Human umbilical cord MSC-derived exosomes potently inhibit *Clostridium perfringens* growth via Hsp70 binding

Clostridium perfringens is a common commensal and pathogen in the human and animal gastrointestinal tract, contributing to various infections. The increasing global challenge of antimicrobial resistance necessitates the exploration of novel therapeutic strategies beyond conventional antibiotics. Mesenchymal stem cells (MSCs) are known for their regenerative and immunomodulatory properties, largely mediated by their secreted exosomes. These nanosized vesicles, laden with bioactive molecules, offer a promising, cell-free alternative for addressing bacterial infections, potentially circumventing resistance mechanisms.

This study investigated the antibacterial potential of human umbilical cord mesenchymal stem cell-derived exosomes (hUC-MSC-Exos) against Clostridium perfringens using both in vitro experimental methods and in silico molecular docking. The in vitro component assessed the direct anti-C. perfringens activity of the exosomes. For the in silico analysis, researchers performed molecular docking simulations to identify potential binding interactions between exosomal proteins and essential bacterial enzymes. Specifically, they focused on interactions with bacterial RNA polymerase and ATP synthase to elucidate the underlying mechanisms of action.

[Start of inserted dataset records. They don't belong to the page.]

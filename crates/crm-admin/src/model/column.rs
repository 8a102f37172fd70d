use crm_core::schema::app::{ColumnName, ColumnType};

use chrono::{DateTime, Utc};
use uuid::Uuid;

/// Metadata describing one custom column, a row of `column_metadata`.
#[derive(Debug, Clone, PartialEq)]
pub struct ColumnDescriptor {
    pub id: Uuid,

    /// Identifier of the live column
    pub column_name: ColumnName,

    pub column_type: ColumnType,

    /// Allowed values, in order. Set for dropdown columns only.
    pub dropdown_options: Option<Vec<String>>,

    pub created_at: DateTime<Utc>,
}

impl ColumnDescriptor {
    /// The name to show an operator.
    pub fn display_name(&self) -> String {
        self.column_name.display_name()
    }
}

/// Fields of a descriptor to create. The id and timestamp are assigned on
/// insert.
#[derive(Debug, Clone, PartialEq)]
pub struct NewColumn {
    pub column_name: ColumnName,
    pub column_type: ColumnType,
    pub dropdown_options: Option<Vec<String>>,
}

/// A partial update of a descriptor. `None` leaves a field unchanged.
#[derive(Debug, Default, Clone, PartialEq)]
pub struct ColumnUpdate {
    pub column_name: Option<ColumnName>,
    pub column_type: Option<ColumnType>,
    pub dropdown_options: Option<Option<Vec<String>>>,
}

impl ColumnUpdate {
    pub fn column_name(mut self, column_name: ColumnName) -> Self {
        self.column_name = Some(column_name);
        self
    }

    pub fn column_type(mut self, column_type: ColumnType) -> Self {
        self.column_type = Some(column_type);
        self
    }

    pub fn dropdown_options(mut self, options: Option<Vec<String>>) -> Self {
        self.dropdown_options = Some(options);
        self
    }
}

/// A column of the live table, as reported by introspection.
#[derive(Debug, Clone, PartialEq, Eq)]
pub struct LiveColumn {
    pub column_name: String,

    /// Type name as the database reports it, e.g. `integer` or
    /// `timestamp with time zone`
    pub data_type: String,

    pub is_nullable: bool,

    /// Default expression, if any
    pub column_default: Option<String>,
}

impl LiveColumn {
    /// Returns `true` if the column was created through the mutator.
    pub fn is_custom(&self) -> bool {
        ColumnName::is_custom(&self.column_name)
    }
}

Human umbilical cord mesenchymal stem cell–derived exosomes (hUC-MSC-Exos) demonstrated potent anti-Clostridium perfringens activity in experimental in vitro assays. The in silico molecular docking analysis provided mechanistic insights, revealing strong binding affinities between specific exosomal proteins and critical bacterial enzymes. The 70 kDa heat shock protein (Hsp70), an abundant exosomal component, showed particularly robust interactions. > Hsp70 exhibited a strong binding affinity to bacterial ribonucleic acid (RNA) polymerase with a docking score of -1088.0, suggesting a potential disruption of bacterial transcription. Furthermore, Hsp70 also demonstrated significant binding to bacterial adenosine triphosphate (ATP) synthase, achieving a docking score of -1021.4, indicating interference with bacterial energy production. These findings collectively suggest that the antibacterial effects of hUC-MSC-Exos are likely mediated through the inhibition of essential bacterial enzymatic functions.